Copy each line from the listing below where the word "ObjectKey" shows up.

Source material:
-=-=-

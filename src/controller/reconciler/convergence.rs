//! # Convergence
//!
//! Create/update path for resources that are not being deleted.
//!
//! Order of persisted steps: finalizer, remote name (`Pending`), policy
//! (`Ready`). A restart between any two steps resumes from the next one.

use super::types::{Reconciler, ReconcilerError};
use crate::crd::{BucketObject, BucketPhase, BucketReason, ObjectKey};
use crate::observability::metrics;
use kube_runtime::controller::Action;
use tracing::{debug, info, warn};

impl<K: BucketObject> Reconciler<K> {
    pub(crate) async fn converge(&self, mut obj: K) -> Result<Action, ReconcilerError> {
        if self.finalizer.add(&mut obj) {
            obj = self.resources.update(&obj).await?;
            info!("Added finalizer {}", self.finalizer.name());
        }

        let remote = obj
            .bucket_status()
            .and_then(|status| status.remote_name())
            .map(str::to_string);

        match remote {
            None => {
                self.create_bucket(obj, false).await?;
            }
            Some(bucket) => {
                self.verify_bucket(obj, &bucket).await?;
            }
        }

        Ok(self.requeue_after_success())
    }

    /// Create the remote bucket, record it, then apply the policy
    ///
    /// `replacing` is set when a recorded bucket vanished from the store; a
    /// failed re-creation then clears the stale remote name.
    async fn create_bucket(&self, obj: K, replacing: bool) -> Result<K, ReconcilerError> {
        let key = ObjectKey::from_object(&obj);

        let bucket = match self
            .store
            .create_bucket(key.namespace_or_empty(), &key.name, obj.region())
            .await
        {
            Ok(bucket) => bucket,
            Err(e) => {
                warn!("Failed to create bucket for {}: {}", key, e);
                self.record_failure(obj, BucketReason::BucketCreationFailure, &e, replacing)
                    .await;
                return Err(e.into());
            }
        };

        info!("Created remote bucket {} for {}", bucket, key);
        metrics::increment_buckets_created();

        let status =
            self.converged_status(&obj, &bucket, BucketPhase::Pending, BucketReason::BucketCreated);
        let obj = self.write_status(obj, status).await?;

        self.apply_policy(obj, &bucket).await
    }

    async fn apply_policy(&self, obj: K, bucket: &str) -> Result<K, ReconcilerError> {
        let policy = obj.policy();

        if let Err(e) = self.store.set_bucket_policy(bucket, policy).await {
            warn!("Failed to set policy '{}' on bucket {}: {}", policy, bucket, e);
            self.record_failure(obj, BucketReason::BucketPolicyUpdateFailed, &e, false)
                .await;
            return Err(e.into());
        }

        info!("Bucket {} policy set to '{}'", bucket, policy);
        let status = self.converged_status(
            &obj,
            bucket,
            BucketPhase::Ready,
            BucketReason::BucketPolicyUpdated,
        );
        self.write_status(obj, status).await
    }

    /// Drift check for a bucket the status already records
    async fn verify_bucket(&self, obj: K, bucket: &str) -> Result<K, ReconcilerError> {
        let exists = match self.store.bucket_exists(bucket).await {
            Ok(exists) => exists,
            Err(e) => {
                self.record_failure(obj, BucketReason::BucketVerificationFailure, &e, false)
                    .await;
                return Err(e.into());
            }
        };

        if !exists {
            warn!("Remote bucket {} no longer exists, re-creating", bucket);
            return self.create_bucket(obj, true).await;
        }

        let policy = obj.policy();
        let matches = match self.store.compare_bucket_policy(bucket, policy).await {
            Ok(matches) => matches,
            Err(e) => {
                self.record_failure(obj, BucketReason::BucketPolicyVerificationFailed, &e, false)
                    .await;
                return Err(e.into());
            }
        };

        if !matches {
            info!("Policy of bucket {} drifted from '{}', updating", bucket, policy);
            return self.apply_policy(obj, bucket).await;
        }

        let was_ready = obj
            .bucket_status()
            .is_some_and(|status| status.phase == Some(BucketPhase::Ready));

        let status = if was_ready {
            debug!("Bucket {} is in sync", bucket);
            self.heartbeat_status(&obj)
        } else {
            // In sync again after an earlier failure
            self.converged_status(
                &obj,
                bucket,
                BucketPhase::Ready,
                BucketReason::BucketPolicyUpdated,
            )
        };
        self.write_status(obj, status).await
    }
}
//! # Prelude
//!
//! Re-exports commonly used types and traits for convenience.
//!
//! ```rust
//! use bucket_controller::prelude::*;
//! ```
//!
//! This brings into scope:
//! - All CRD types (`Bucket`, `ClusterBucket`, `BucketStatus`, etc.)
//! - The bucket store trait and its S3 implementation
//! - Reconciler and resource persistence types
//! - Config types

pub use crate::crd::*;

pub use crate::provider::{BucketStore, S3BucketStore, StoreError, StoreOperation};

pub use crate::controller::finalizer::{Finalizer, Lifecycle};
pub use crate::controller::reconciler::{Reconciler, ReconcilerError};
pub use crate::controller::resource::{KubeResourceStore, ResourceError, ResourceStore};

pub use crate::config::{ControllerConfig, ServerConfig, StoreConfig};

-=-=-

Completed task:
use crate::crd::{BucketObject, BucketPhase, BucketReason, ObjectKey};
        let key = ObjectKey::from_object(&obj);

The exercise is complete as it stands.